Return each line of the data below that contains the string "clean".

### Material for this task:
Segment Open
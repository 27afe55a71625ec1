//! PDF Sanitizer Library
//!
//! A cross-platform library for finding and removing JavaScript actions in PDFs.
//! This library provides functionality to:
//! - Walk a document's object graph without looping on reference cycles
//! - Locate JavaScript actions at every place a PDF can attach them
//!   (OpenAction, additional-actions maps, annotation and outline actions,
//!   the JavaScript name tree, action chains)
//! - Remove them in repeated passes until a scan comes back clean
//!
//! # Example
//!
//! ```no_run
//! use pdf_sanitizer::pdf::{sanitize_file, SanitizeOptions, ScrubOptions};
//! use std::path::PathBuf;
//!
//! let options = SanitizeOptions {
//!     input_path: PathBuf::from("invoice.pdf"),
//!     output_path: PathBuf::from("invoice-clean.pdf"),
//!     scrub: ScrubOptions::default(),
//! };
//!
//! let report = sanitize_file(&options).expect("Failed to sanitize PDF");
//! println!("Removed {} JavaScript actions", report.scrub.removed.len());
//! ```

pub mod error;
pub mod pdf;

// Re-export commonly used items
pub use error::{Error, Result};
Segment Closed
### Solved exercise:
//! - Remove them in repeated passes until a scan comes back clean
//!     output_path: PathBuf::from("invoice-clean.pdf"),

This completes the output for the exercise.